* [TASK GOAL]: Copy the data as given. No line may be skipped.

* [GIVEN ENTRIES]:
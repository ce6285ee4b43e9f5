//! Session state machine: typed states, the allowed-transition table, and
//! session context storage under a single lock.

use parking_lot::RwLock;
use serde::{Deserialize, Serialize};

/// Session lifecycle state.
#[derive(Debug, Clone, Copy, PartialEq, Eq, Serialize, Deserialize)]
#[serde(rename_all = "SCREAMING_SNAKE_CASE")]
pub enum SessionState {
    Assigned,
    Preloading,
    Ready,
    WarmingUp,
    Playing,
    Disconnected,
    Errored,
}

impl SessionState {
    /// Returns whether `to` is a legal transition target from `self`.
    ///
    /// Self-loops are always allowed (idempotent no-ops).
    #[must_use]
    pub fn allows(self, to: SessionState) -> bool {
        if self == to {
            return true;
        }
        use SessionState::*;
        matches!(
            (self, to),
            (Assigned, Preloading)
                | (Assigned, Disconnected)
                | (Assigned, Errored)
                | (Preloading, Ready)
                | (Preloading, Disconnected)
                | (Preloading, Errored)
                | (Ready, WarmingUp)
                | (Ready, Disconnected)
                | (Ready, Errored)
                | (WarmingUp, Playing)
                | (WarmingUp, Disconnected)
                | (WarmingUp, Errored)
                | (Playing, WarmingUp)
                | (Playing, Disconnected)
                | (Playing, Errored)
                | (Disconnected, WarmingUp)
                | (Disconnected, Errored)
                | (Errored, Disconnected)
        )
    }
}

impl std::fmt::Display for SessionState {
    fn fmt(&self, f: &mut std::fmt::Formatter<'_>) -> std::fmt::Result {
        let s = match self {
            Self::Assigned => "ASSIGNED",
            Self::Preloading => "PRELOADING",
            Self::Ready => "READY",
            Self::WarmingUp => "WARMING_UP",
            Self::Playing => "PLAYING",
            Self::Disconnected => "DISCONNECTED",
            Self::Errored => "ERRORED",
        };
        f.write_str(s)
    }
}

/// Per-session LAN overrides accepted from `SYNC_PREPARE.payload.sync_config.lan`.
#[derive(Debug, Clone, PartialEq, Deserialize, Serialize, Default)]
pub struct LanConfigOverride {
    pub enabled: Option<bool>,
    pub beacon_hz: Option<f64>,
    pub beacon_port: Option<u16>,
    pub timeout_ms: Option<u64>,
    pub fallback_to_cloud: Option<bool>,
    pub bind_host: Option<String>,
    pub broadcast_addr: Option<String>,
}

/// Per-session overrides accepted from `SYNC_PREPARE.payload.sync_config`.
///
/// Only these two fields are session-overridable; everything else in
/// `VideowallConfig` is process-wide.
#[derive(Debug, Clone, PartialEq, Deserialize, Serialize, Default)]
pub struct SyncConfigOverride {
    pub hard_resync_threshold_ms: Option<i64>,
    #[serde(default)]
    pub lan: LanConfigOverride,
}

/// State present when and only when a session is active.
#[derive(Debug, Clone, PartialEq)]
pub struct SessionContext {
    pub session_id: String,
    pub start_at_ms: i64,
    pub duration_ms: i64,
    pub local_path: String,
    pub master_device_id: Option<String>,
    pub device_id: Option<String>,
    pub sync_config: SyncConfigOverride,
}

struct Inner {
    state: SessionState,
    context: Option<SessionContext>,
}

/// Owns `(state, context)` under a single lock. All reads return
/// independent copies — no shared interior reference ever escapes.
pub struct StateMachine {
    inner: RwLock<Inner>,
}

impl Default for StateMachine {
    fn default() -> Self {
        Self::new()
    }
}

impl StateMachine {
    #[must_use]
    pub fn new() -> Self {
        Self {
            inner: RwLock::new(Inner {
                state: SessionState::Disconnected,
                context: None,
            }),
        }
    }

    /// Sets state to `ASSIGNED`, replacing any existing context.
    pub fn activate(&self, ctx: SessionContext) {
        let mut inner = self.inner.write();
        inner.state = SessionState::Assigned;
        inner.context = Some(ctx);
    }

    /// Forces state to `DISCONNECTED` and clears the context.
    pub fn reset(&self) {
        let mut inner = self.inner.write();
        inner.state = SessionState::Disconnected;
        inner.context = None;
    }

    /// Attempts a transition to `to`. Returns `false` and makes no change
    /// if the edge is disallowed and `force` is `false`.
    pub fn transition(&self, to: SessionState, force: bool) -> bool {
        let mut inner = self.inner.write();
        if force || inner.state.allows(to) {
            inner.state = to;
            true
        } else {
            false
        }
    }

    #[must_use]
    pub fn is_active(&self) -> bool {
        self.inner.read().context.is_some()
    }

    #[must_use]
    pub fn state(&self) -> SessionState {
        self.inner.read().state
    }

    #[must_use]
    pub fn context(&self) -> Option<SessionContext> {
        self.inner.read().context.clone()
    }

    /// Mutates the stored context in place (used for prepare-refresh of the
    /// same session: duration refinement, LAN override updates).
    pub fn update_context<F: FnOnce(&mut SessionContext)>(&self, f: F) {
        let mut inner = self.inner.write();
        if let Some(ctx) = inner.context.as_mut() {
            f(ctx);
        }
    }

    /// Returns `(state, context)` as an independent snapshot.
    #[must_use]
    pub fn snapshot(&self) -> (SessionState, Option<SessionContext>) {
        let inner = self.inner.read();
        (inner.state, inner.context.clone())
    }
}

#[cfg(test)]
mod tests {
    use super::*;

    fn ctx(session_id: &str) -> SessionContext {
        SessionContext {
            session_id: session_id.to_string(),
            start_at_ms: 0,
            duration_ms: 10_000,
            local_path: "/tmp/a.mp4".into(),
            master_device_id: None,
            device_id: None,
            sync_config: SyncConfigOverride::default(),
        }
    }

    #[test]
    fn allowed_transitions_follow_table() {
        use SessionState::*;
        assert!(Assigned.allows(Preloading));
        assert!(Preloading.allows(Ready));
        assert!(Ready.allows(WarmingUp));
        assert!(WarmingUp.allows(Playing));
        assert!(Playing.allows(WarmingUp));
        assert!(Disconnected.allows(WarmingUp));
        assert!(Errored.allows(Disconnected));
        assert!(!Assigned.allows(Ready));
        assert!(!Ready.allows(Playing));
        assert!(!Errored.allows(Playing));
        assert!(!Playing.allows(Assigned));
    }

    #[test]
    fn self_loops_are_always_allowed() {
        for s in [
            SessionState::Assigned,
            SessionState::Preloading,
            SessionState::Ready,
            SessionState::WarmingUp,
            SessionState::Playing,
            SessionState::Disconnected,
            SessionState::Errored,
        ] {
            assert!(s.allows(s));
        }
    }

    #[test]
    fn transition_rejects_disallowed_edge() {
        let sm = StateMachine::new();
        sm.activate(ctx("s1"));
        assert_eq!(sm.state(), SessionState::Assigned);
        assert!(!sm.transition(SessionState::Ready, false));
        assert_eq!(sm.state(), SessionState::Assigned);
    }

    #[test]
    fn transition_force_bypasses_table() {
        let sm = StateMachine::new();
        sm.activate(ctx("s1"));
        assert!(sm.transition(SessionState::Errored, true));
        assert_eq!(sm.state(), SessionState::Errored);
    }

    #[test]
    fn reset_clears_context_and_is_active() {
        let sm = StateMachine::new();
        sm.activate(ctx("s1"));
        assert!(sm.is_active());
        sm.reset();
        assert!(!sm.is_active());
        assert_eq!(sm.state(), SessionState::Disconnected);
    }

    #[test]
    fn is_active_iff_context_present() {
        let sm = StateMachine::new();
        assert!(!sm.is_active());
        sm.activate(ctx("s1"));
        assert!(sm.is_active());
    }

    #[test]
    fn snapshot_is_independent_copy() {
        let sm = StateMachine::new();
        sm.activate(ctx("s1"));
        let (_, snap_ctx) = sm.snapshot();
        sm.update_context(|c| c.duration_ms = 99_999);
        assert_eq!(snap_ctx.unwrap().duration_ms, 10_000);
    }
}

* [ANSWER AREA]:
repository ce6285ee4b43e9f5
//! Session state machine: typed states, the allowed-transition table, and
//! session context storage under a single lock.

use parking_lot::RwLock;
use serde::{Deserialize, Serialize};

/// Session lifecycle state.
#[derive(Debug, Clone, Copy, PartialEq, Eq, Serialize, Deserialize)]
#[serde(rename_all = "SCREAMING_SNAKE_CASE")]
pub enum SessionState {
    Assigned,
    Preloading,
    Ready,
    WarmingUp,
    Playing,
    Disconnected,
    Errored,
}

impl SessionState {
    /// Returns whether `to` is a legal transition target from `self`.
    ///
    /// Self-loops are always allowed (idempotent no-ops).
    #[must_use]
    pub fn allows(self, to: SessionState) -> bool {
        if self == to {
            return true;
        }
        use SessionState::*;
        matches!(
            (self, to),
            (Assigned, Preloading)
                | (Assigned, Disconnected)
                | (Assigned, Errored)
                | (Preloading, Ready)
                | (Preloading, Disconnected)
                | (Preloading, Errored)
                | (Ready, WarmingUp)
                | (Ready, Disconnected)
                | (Ready, Errored)
                | (WarmingUp, Playing)
                | (WarmingUp, Disconnected)
                | (WarmingUp, Errored)
                | (Playing, WarmingUp)
                | (Playing, Disconnected)
                | (Playing, Errored)
                | (Disconnected, WarmingUp)
                | (Disconnected, Errored)
                | (Errored, Disconnected)
        )
    }
}

impl std::fmt::Display for SessionState {
    fn fmt(&self, f: &mut std::fmt::Formatter<'_>) -> std::fmt::Result {
        let s = match self {
            Self::Assigned => "ASSIGNED",
            Self::Preloading => "PRELOADING",
            Self::Ready => "READY",
            Self::WarmingUp => "WARMING_UP",
            Self::Playing => "PLAYING",
            Self::Disconnected => "DISCONNECTED",
            Self::Errored => "ERRORED",
        };
        f.write_str(s)
    }
}

/// Per-session LAN overrides accepted from `SYNC_PREPARE.payload.sync_config.lan`.
#[derive(Debug, Clone, PartialEq, Deserialize, Serialize, Default)]
pub struct LanConfigOverride {
    pub enabled: Option<bool>,
    pub beacon_hz: Option<f64>,
    pub beacon_port: Option<u16>,
    pub timeout_ms: Option<u64>,
    pub fallback_to_cloud: Option<bool>,
    pub bind_host: Option<String>,
    pub broadcast_addr: Option<String>,
}

/// Per-session overrides accepted from `SYNC_PREPARE.payload.sync_config`.
///
/// Only these two fields are session-overridable; everything else in
/// `VideowallConfig` is process-wide.
#[derive(Debug, Clone, PartialEq, Deserialize, Serialize, Default)]
pub struct SyncConfigOverride {
    pub hard_resync_threshold_ms: Option<i64>,
    #[serde(default)]
    pub lan: LanConfigOverride,
}

/// State present when and only when a session is active.
#[derive(Debug, Clone, PartialEq)]
pub struct SessionContext {
    pub session_id: String,
    pub start_at_ms: i64,
    pub duration_ms: i64,
    pub local_path: String,
    pub master_device_id: Option<String>,
    pub device_id: Option<String>,
    pub sync_config: SyncConfigOverride,
}

struct Inner {
    state: SessionState,
    context: Option<SessionContext>,
}

/// Owns `(state, context)` under a single lock. All reads return
/// independent copies — no shared interior reference ever escapes.
pub struct StateMachine {
    inner: RwLock<Inner>,
}

impl Default for StateMachine {
    fn default() -> Self {
        Self::new()
    }
}

impl StateMachine {
    #[must_use]
    pub fn new() -> Self {
        Self {
            inner: RwLock::new(Inner {
                state: SessionState::Disconnected,
                context: None,
            }),
        }
    }

    /// Sets state to `ASSIGNED`, replacing any existing context.
    pub fn activate(&self, ctx: SessionContext) {
        let mut inner = self.inner.write();
        inner.state = SessionState::Assigned;
        inner.context = Some(ctx);
    }

    /// Forces state to `DISCONNECTED` and clears the context.
    pub fn reset(&self) {
        let mut inner = self.inner.write();
        inner.state = SessionState::Disconnected;
        inner.context = None;
    }

    /// Attempts a transition to `to`. Returns `false` and makes no change
    /// if the edge is disallowed and `force` is `false`.
    pub fn transition(&self, to: SessionState, force: bool) -> bool {
        let mut inner = self.inner.write();
        if force || inner.state.allows(to) {
            inner.state = to;
            true
        } else {
            false
        }
    }

    #[must_use]
    pub fn is_active(&self) -> bool {
        self.inner.read().context.is_some()
    }

    #[must_use]
    pub fn state(&self) -> SessionState {
        self.inner.read().state
    }

    #[must_use]
    pub fn context(&self) -> Option<SessionContext> {
        self.inner.read().context.clone()
    }

    /// Mutates the stored context in place (used for prepare-refresh of the
    /// same session: duration refinement, LAN override updates).
    pub fn update_context<F: FnOnce(&mut SessionContext)>(&self, f: F) {
        let mut inner = self.inner.write();
        if let Some(ctx) = inner.context.as_mut() {
            f(ctx);
        }
    }

    /// Returns `(state, context)` as an independent snapshot.
    #[must_use]
    pub fn snapshot(&self) -> (SessionState, Option<SessionContext>) {
        let inner = self.inner.read();
        (inner.state, inner.context.clone())
    }
}

#[cfg(test)]
mod tests {
    use super::*;

    fn ctx(session_id: &str) -> SessionContext {
        SessionContext {
            session_id: session_id.to_string(),
            start_at_ms: 0,
            duration_ms: 10_000,
            local_path: "/tmp/a.mp4".into(),
            master_device_id: None,
            device_id: None,
            sync_config: SyncConfigOverride::default(),
        }
    }

    #[test]
    fn allowed_transitions_follow_table() {
        use SessionState::*;
        assert!(Assigned.allows(Preloading));
        assert!(Preloading.allows(Ready));
        assert!(Ready.allows(WarmingUp));
        assert!(WarmingUp.allows(Playing));
        assert!(Playing.allows(WarmingUp));
        assert!(Disconnected.allows(WarmingUp));
        assert!(Errored.allows(Disconnected));
        assert!(!Assigned.allows(Ready));
        assert!(!Ready.allows(Playing));
        assert!(!Errored.allows(Playing));
        assert!(!Playing.allows(Assigned));
    }

    #[test]
    fn self_loops_are_always_allowed() {
        for s in [
            SessionState::Assigned,
            SessionState::Preloading,
            SessionState::Ready,
            SessionState::WarmingUp,
            SessionState::Playing,
            SessionState::Disconnected,
            SessionState::Errored,
        ] {
            assert!(s.allows(s));
        }
    }

    #[test]
    fn transition_rejects_disallowed_edge() {
        let sm = StateMachine::new();
        sm.activate(ctx("s1"));
        assert_eq!(sm.state(), SessionState::Assigned);
        assert!(!sm.transition(SessionState::Ready, false));
        assert_eq!(sm.state(), SessionState::Assigned);
    }

    #[test]
    fn transition_force_bypasses_table() {
        let sm = StateMachine::new();
        sm.activate(ctx("s1"));
        assert!(sm.transition(SessionState::Errored, true));
        assert_eq!(sm.state(), SessionState::Errored);
    }

    #[test]
    fn reset_clears_context_and_is_active() {
        let sm = StateMachine::new();
        sm.activate(ctx("s1"));
        assert!(sm.is_active());
        sm.reset();
        assert!(!sm.is_active());
        assert_eq!(sm.state(), SessionState::Disconnected);
    }

    #[test]
    fn is_active_iff_context_present() {
        let sm = StateMachine::new();
        assert!(!sm.is_active());
        sm.activate(ctx("s1"));
        assert!(sm.is_active());
    }

    #[test]
    fn snapshot_is_independent_copy() {
        let sm = StateMachine::new();
        sm.activate(ctx("s1"));
        let (_, snap_ctx) = sm.snapshot();
        sm.update_context(|c| c.duration_ms = 99_999);
        assert_eq!(snap_ctx.unwrap().duration_ms, 10_000);
    }
}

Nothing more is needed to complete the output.